What if the report variables change? How many changes are necessary to perform in our code?

Now we're clearly following the single-responsibility principle, but is there room for improvement? If something fails in the validation, we don't know for sure what failed so let's add that.

Instead of having a very simple validation, such as

def _validate_input(self):
    if self.title is None or self.description is None or self.data is None:
        raise Exception(f"Parameters are missing")

What's changing:

we're replacing all the class parameters by a dictionary
we're setting all the expected template variables to have a reference of what is expected

data: dict
TEMPLATE_VARIABLES: ClassVar[set] = {"title", "description", "data"}

def _validate_input(self):
    missing = set(self.data.keys()) ^ self.TEMPLATE_VARIABLES
    if missing:
        raise Exception(f"The following keys are missing: {missing}")

Here's our updated class for the report generator.

import pandas as pd

from jinja2.nativetypes import NativeEnvironment
from typing import ClassVar
from dataclasses import dataclass

TEMPLATE = """
Report

{{title}}

{{description}}

{{data}}
"""

title = "Very Important Report"
description = "Sample description"
df = pd.DataFrame({'col1': [1, 2], 'col2': [3, 4]})

data = {"title": title, "description": description, "data": df.to_string()}

@dataclass
class GenerateReport:
    data: dict
    TEMPLATE_VARIABLES: ClassVar[set] = {"title", "description", "data"}

    def __post_init__(self):
        self._validate_input()
        self._get_template()

    def _validate_input(self):
        missing = set(self.data.keys()) ^ self.TEMPLATE_VARIABLES
        if missing:
            raise Exception(f"The following keys are missing: {missing}")

    def _get_template(self):
        env = NativeEnvironment()
        self.template = env.from_string(TEMPLATE)

    def __call__(self, *args, **kwargs):
        return self.template.render(**self.data)

report = GenerateReport(data)()
print(report)

And let's add a test for it

import unittest
from unittest import TestCase

class GenerateReportTest(TestCase):
    def setUp(self):
        self.title = "sample title"
        self.description = "sample description"
        self.data = "42"

        self.template_data = {"title": self.title,
        "description": self.description,
        "data": self.data}

    def test_success(self):
        report = GenerateReport(self.template_data)()
        self.assertTrue(self.title in report)
        self.assertTrue(self.description in report)
        self.assertTrue(self.data in report)

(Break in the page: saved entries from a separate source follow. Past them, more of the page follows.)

//! Output generation modules for JSON, Markdown, and index files.
//!
//! This module contains submodules responsible for writing a rendered
//! [`crate::models::DigestPage`] to disk:
//!
//! # Submodules
//!
//! - [`json`]: serializes the digest for API-style consumption
//! - [`markdown`]: renders the digest as a human-readable report
//! - [`indexes`]: maintains the append-only index of generated reports
//!
//! # Output Structure
//!
//! ```text
//! json_output_dir/
//! └── 2025-05-06/
//!     ├── hu.json
//!     └── en.json
//!
//! markdown_output_dir/
//! ├── 2025-05-06_hu.md
//! ├── 2025-05-06_en.md
//! └── digests.md            # Master index
//! ```

pub mod indexes;
pub mod json;
pub mod markdown;
//! Digest index management.
//!
//! Maintains `digests.md`, a master index of all generated reports, so a
//! directory of Markdown digests stays navigable without a file listing.
//!
//! # Append vs Replace
//!
//! The updater uses append semantics to support multiple runs per day
//! (one per language, plus re-runs after upstream corrections).

use crate::models::DigestPage;
use crate::utils::{slugify_title, source_display_name};
use std::error::Error;
use std::fmt::Write;
use std::path::Path;
use tokio::fs;
use tokio::io::AsyncWriteExt;
use tracing::{info, instrument};

/// Append the current report to the master digest index.
///
/// Creates the file with a header if it doesn't exist. Each entry links to
/// the report file and, indented beneath it, to each source's section
/// anchor within the report.
///
/// # Output
///
/// Appends to `{markdown_output_dir}/digests.md`:
///
/// ```text
/// - [2025-05-06 (hu)](./2025-05-06_hu.md)
///     - [Telex](./2025-05-06_hu.md#telex)
///     - [444.hu](./2025-05-06_hu.md#444hu)
/// ```
#[instrument(level = "info", skip_all, fields(%markdown_output_dir, date = %page.date, file = %markdown_filename))]
pub async fn update_digest_index(
    markdown_output_dir: &str,
    page: &DigestPage,
    markdown_filename: &str,
) -> Result<(), Box<dyn Error>> {
    let index_path = format!("{}/digests.md", markdown_output_dir);
    let mut index_md = String::new();

    if !Path::new(&index_path).exists() {
        writeln!(index_md, "# Digest index\n").unwrap();
    }

    writeln!(
        index_md,
        "- [{} ({})](./{})",
        page.date,
        page.language.code(),
        markdown_filename
    )
    .unwrap();

    for source in &page.sources {
        let name = source_display_name(&source.domain);
        writeln!(
            index_md,
            "\t- [{}](./{}#{})",
            name,
            markdown_filename,
            slugify_title(name)
        )
        .unwrap();
    }

    let mut file = fs::OpenOptions::new()
        .create(true)
        .append(true)
        .open(&index_path)
        .await?;
    file.write_all(index_md.as_bytes()).await?;
    info!(path = %index_path, "Updated digest index");
    Ok(())
}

    def test_failure_1_params(self):
        self.template_data.pop('description')
        with self.assertRaises(Exception) as cm:
            GenerateReport(self.template_data)()

        self.assertEqual(
            cm.exception.args[0],
            "The following keys are missing: {'description'}")

    def test_failure_3_params(self):
        with self.assertRaises(Exception) as cm:
            GenerateReport({})()

        self.assertEqual(
            cm.exception.args[0],
            "The following keys are missing: {'title', 'description', 'data'}")

if __name__ == '__main__':
    unittest.main()